» **Stored data**:
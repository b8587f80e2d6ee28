use std::time::Duration;

use axum::response::{IntoResponse, Response};
use http::StatusCode;
use sea_orm::DbErr;

/// The session registry or credential store could not answer in time
#[derive(Debug, thiserror::Error)]
pub enum StoreError {
    #[error("store call timed out after {0:?}")]
    Timeout(Duration),
    #[error("store unavailable: {0}")]
    Unavailable(#[from] DbErr),
}

#[derive(Debug, thiserror::Error)]
pub enum AccountError {
    #[error("email already registered")]
    EmailTaken,
    #[error("could not issue a unique stream key after {0} attempts")]
    KeyExhausted(u8),
    #[error("password hash error: {0}")]
    PasswordHash(String),
    #[error(transparent)]
    Store(#[from] StoreError),
}

impl From<DbErr> for AccountError {
    fn from(err: DbErr) -> Self {
        AccountError::Store(StoreError::Unavailable(err))
    }
}

#[derive(Debug)]
pub enum AppError {
    AccountNotFound(String),
    AccountAlreadyExists(String),
    BadRequest(String),
    StoreUnavailable(StoreError),
    InternalServerError(anyhow::Error),
}

impl AppError {
    pub fn account_not_found<T>(t: T) -> Self
    where
        T: ToString,
    {
        AppError::AccountNotFound(t.to_string())
    }

    pub fn bad_request<T>(t: T) -> Self
    where
        T: ToString,
    {
        AppError::BadRequest(t.to_string())
    }

    pub fn store(err: StoreError) -> Self {
        AppError::StoreUnavailable(err)
    }

    pub fn account(err: AccountError) -> Self {
        match err {
            AccountError::EmailTaken => AppError::AccountAlreadyExists(err.to_string()),
            AccountError::Store(err) => AppError::StoreUnavailable(err),
            err => AppError::InternalServerError(err.into()),
        }
    }
}

impl IntoResponse for AppError {
    fn into_response(self) -> Response {
        match self {
            AppError::AccountNotFound(err) => (StatusCode::NOT_FOUND, err).into_response(),
            AppError::AccountAlreadyExists(err) => (StatusCode::CONFLICT, err).into_response(),
            AppError::BadRequest(err) => (StatusCode::BAD_REQUEST, err).into_response(),
            AppError::StoreUnavailable(err) => {
                (StatusCode::SERVICE_UNAVAILABLE, err.to_string()).into_response()
            }
            AppError::InternalServerError(err) => {
                (StatusCode::INTERNAL_SERVER_ERROR, err.to_string()).into_response()
            }
        }
    }
}

impl<E> From<E> for AppError
where
    E: Into<anyhow::Error>,
{
    fn from(err: E) -> Self {
        AppError::InternalServerError(err.into())
    }
}
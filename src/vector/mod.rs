//! Vector layer: embeddings, clustering and on-disk vector storage.
//!
//! Everything here is independent of the ICD-10 domain. The index and assign
//! modules build on these pieces.
//!
//! # Architecture
//! Code descriptions are embedded once, clustered with agglomerative
//! clustering (the number of clusters picked by silhouette score), and each
//! cluster's vectors are stored in a memory-mapped file for instant loading.

mod clustering;
mod embedding;
mod storage;
mod types;

// Re-export core types for public API
pub use clustering::{
    ClusteringError, Dendrogram, DistanceMatrix, Linkage, Merge, agglomerative_clustering,
    cosine_similarity, euclidean_distance, silhouette_score,
};
#[cfg(test)]
pub use embedding::MockEmbeddingGenerator;
pub use embedding::{
    EmbeddingGenerator, FastEmbedGenerator, HASHING_MODEL_NAME, HashingEmbeddingGenerator,
    default_models_dir, parse_embedding_model,
};
pub use storage::{MmapVectorStorage, VectorStorageError};
pub use types::{ClusterId, EntryId, Score, VECTOR_DIMENSION_384, VectorDimension, VectorError};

» **YOUR ASSIGNMENT**: Each line from the one that contains "filename src/vector/mod.rs" through the end of the records must be repeated exactly. No other line belongs in the answer.

» **RESULT BELOW**:
filename src/vector/mod.rs
//! Vector layer: embeddings, clustering and on-disk vector storage.
//!
//! Everything here is independent of the ICD-10 domain. The index and assign
//! modules build on these pieces.
//!
//! # Architecture
//! Code descriptions are embedded once, clustered with agglomerative
//! clustering (the number of clusters picked by silhouette score), and each
//! cluster's vectors are stored in a memory-mapped file for instant loading.

mod clustering;
mod embedding;
mod storage;
mod types;

// Re-export core types for public API
pub use clustering::{
    ClusteringError, Dendrogram, DistanceMatrix, Linkage, Merge, agglomerative_clustering,
    cosine_similarity, euclidean_distance, silhouette_score,
};
#[cfg(test)]
pub use embedding::MockEmbeddingGenerator;
pub use embedding::{
    EmbeddingGenerator, FastEmbedGenerator, HASHING_MODEL_NAME, HashingEmbeddingGenerator,
    default_models_dir, parse_embedding_model,
};
pub use storage::{MmapVectorStorage, VectorStorageError};
pub use types::{ClusterId, EntryId, Score, VECTOR_DIMENSION_384, VectorDimension, VectorError};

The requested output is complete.